He was searching for ways to reduce his wattage, so I suggested 250wattDEs and T5 supplimentation. He bought a maristar, using 250wattDE ushio 14,000Ks and blue+ T5 bulbs. The combo is not 'deep blue sea' like the radiums, but a crisp day-blue that the corals love. FWIW, he had a few corals bleach out under the new lights because they were so bright.

400watt Radiums are not 400s... they are 360watt bulbs. This is why they last for such a short period, even on electronic ballasts. IMO, its not worth the cost. There are so many better bulbs out there.

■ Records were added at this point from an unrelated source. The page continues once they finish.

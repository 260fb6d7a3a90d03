use crate::rows::TableRow;
use std::collections::{BTreeMap, HashSet};

/// Decides which rows stay visible.
pub trait RowFilter {
    fn keep(&self, row: &TableRow) -> bool;
}

impl<F> RowFilter for F
where
    F: Fn(&TableRow) -> bool,
{
    fn keep(&self, row: &TableRow) -> bool {
        self(row)
    }
}

/// Header "filter by value" state: per column, the set of displayed values to keep.
///
/// A row is kept when, for every filtered column, the text of its cell is in that column's
/// set. Columns without an entry don't filter.
#[derive(Clone, Debug, Default, PartialEq, Eq)]
pub struct ValueFilter {
    columns: BTreeMap<String, HashSet<String>>,
}

impl ValueFilter {
    pub fn new() -> Self {
        Self::default()
    }

    pub fn with_values<S: Into<String>>(
        mut self,
        key: impl Into<String>,
        values: impl IntoIterator<Item = S>,
    ) -> Self {
        self.set_values(key, values);
        self
    }

    /// Replaces the accepted values for `key`.
    pub fn set_values<S: Into<String>>(
        &mut self,
        key: impl Into<String>,
        values: impl IntoIterator<Item = S>,
    ) {
        self.columns
            .insert(key.into(), values.into_iter().map(Into::into).collect());
    }

    /// Stops filtering on `key`.
    pub fn clear(&mut self, key: &str) {
        self.columns.remove(key);
    }

    pub fn is_empty(&self) -> bool {
        self.columns.is_empty()
    }
}

impl RowFilter for ValueFilter {
    fn keep(&self, row: &TableRow) -> bool {
        self.columns
            .iter()
            .all(|(key, accepted)| accepted.contains(&*row.get(key).to_text()))
    }
}

/// Keeps the rows accepted by `filter`, in order.
///
/// Every row is tested as given; nested rows have no column values, so use
/// [`crate::process_nested_rows`] to keep children with their parents.
pub fn filter_rows(rows: &[TableRow], filter: &dyn RowFilter) -> Vec<TableRow> {
    rows.iter().filter(|row| filter.keep(row)).cloned().collect()
}
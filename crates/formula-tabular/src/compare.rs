//! Per-type cell comparators.
//!
//! Every comparator is a plain function pointer: the registry is a `match` over
//! [`LogicalType`], so comparators can be shared freely between concurrent sort passes.

use crate::frame::{CellValue, LogicalType};
use std::cmp::Ordering;
use std::iter::Peekable;
use unicode_normalization::char::is_combining_mark;
use unicode_normalization::UnicodeNormalization;

/// A total-order comparator over two cells.
pub type Comparator = fn(&CellValue, &CellValue) -> Ordering;

/// Returns the comparator used to order cells of the given type.
///
/// - `Frame` cells order by their reduced `value` (missing values count as `0`).
/// - `Time`, `Number` and `Boolean` order numerically with nulls first.
/// - Everything else orders as case-insensitive natural text.
pub fn comparator_for(ty: LogicalType) -> Comparator {
    match ty {
        LogicalType::Frame => compare_frame_values,
        LogicalType::Time | LogicalType::Number | LogicalType::Boolean => compare_numeric,
        LogicalType::String | LogicalType::Enum | LogicalType::NestedFrames => compare_text,
    }
}

fn compare_frame_values(a: &CellValue, b: &CellValue) -> Ordering {
    fn reduced(cell: &CellValue) -> f64 {
        match cell {
            CellValue::Frame(frame) => frame.value.unwrap_or(0.0),
            _ => 0.0,
        }
    }
    cmp_numbers(reduced(a), reduced(b))
}

fn compare_numeric(a: &CellValue, b: &CellValue) -> Ordering {
    match (a.is_null(), b.is_null()) {
        (true, true) => Ordering::Equal,
        (true, false) => Ordering::Less,
        (false, true) => Ordering::Greater,
        (false, false) => cmp_numbers(a.to_number(), b.to_number()),
    }
}

fn compare_text(a: &CellValue, b: &CellValue) -> Ordering {
    compare_natural(&a.to_text(), &b.to_text())
}

/// Values that don't coerce to a number (`NaN`) sort after every number and tie with each
/// other, which keeps the order total for the sort.
fn cmp_numbers(a: f64, b: f64) -> Ordering {
    match a.partial_cmp(&b) {
        Some(ord) => ord,
        None => a.is_nan().cmp(&b.is_nan()),
    }
}

/// Compares two strings ignoring case and accents, with digit runs compared by numeric value.
///
/// `"row2"` sorts before `"row10"`, and `"Élan"` equals `"elan"`. Both sides are folded lazily
/// while comparing; no folded copy of either string is built.
pub fn compare_natural(a: &str, b: &str) -> Ordering {
    if a.is_ascii() && b.is_ascii() {
        return cmp_folded(
            a.chars().map(|c| c.to_ascii_lowercase()),
            b.chars().map(|c| c.to_ascii_lowercase()),
        );
    }
    cmp_folded(fold(a), fold(b))
}

fn fold(s: &str) -> impl Iterator<Item = char> + '_ {
    s.nfd()
        .filter(|c| !is_combining_mark(*c))
        .flat_map(char::to_lowercase)
}

fn cmp_folded<A, B>(a: A, b: B) -> Ordering
where
    A: Iterator<Item = char>,
    B: Iterator<Item = char>,
{
    let mut a = a.peekable();
    let mut b = b.peekable();
    loop {
        let (ac, bc) = match (a.peek().copied(), b.peek().copied()) {
            (Some(ac), Some(bc)) => (ac, bc),
            (None, None) => return Ordering::Equal,
            (None, Some(_)) => return Ordering::Less,
            (Some(_), None) => return Ordering::Greater,
        };

        if ac.is_ascii_digit() && bc.is_ascii_digit() {
            match cmp_digit_runs(&mut a, &mut b) {
                Ordering::Equal => continue,
                ord => return ord,
            }
        }

        match cmp_folded_char(ac, bc) {
            Ordering::Equal => {
                a.next();
                b.next();
            }
            ord => return ord,
        }
    }
}

/// Punctuation and whitespace sort before digits, digits before letters.
fn char_class(c: char) -> u8 {
    if c.is_ascii_digit() {
        1
    } else if c.is_alphabetic() {
        2
    } else {
        0
    }
}

fn cmp_folded_char(a: char, b: char) -> Ordering {
    char_class(a)
        .cmp(&char_class(b))
        .then_with(|| a.cmp(&b))
}

/// Consumes one digit run from each side and compares them by value. Leading zeros are ignored,
/// so a longer run (after zeros) is the larger number; equal lengths compare by first differing
/// digit.
fn cmp_digit_runs<A, B>(a: &mut Peekable<A>, b: &mut Peekable<B>) -> Ordering
where
    A: Iterator<Item = char>,
    B: Iterator<Item = char>,
{
    while a.next_if_eq(&'0').is_some() {}
    while b.next_if_eq(&'0').is_some() {}

    let mut first_diff = Ordering::Equal;
    loop {
        match (a.next_if(char::is_ascii_digit), b.next_if(char::is_ascii_digit)) {
            (Some(da), Some(db)) => {
                if first_diff == Ordering::Equal {
                    first_diff = da.cmp(&db);
                }
            }
            (None, None) => return first_diff,
            (None, Some(_)) => return Ordering::Less,
            (Some(_), None) => return Ordering::Greater,
        }
    }
}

I used to be a fan of halide-only setups, but not so much anymore. You have to pick a main bulb and you are kinda stuck with it. Halides also arent as good at making blue light as phosphor based bulbs like VHOs and T5s... a 20,000K is often half the ouput of a 10,000K, but with T5s, the output of blue+ bulbs rivals that of the day bulbs. With T5s, you can mix and match to your heart's content. And IME, the best looking tanks are those with MH+T5 combos. The blue output of the T5s suppliments even the yellower 10,000K bulbs to make them look great, and with such an efficient full spectrum of light, the corals really 'pop'.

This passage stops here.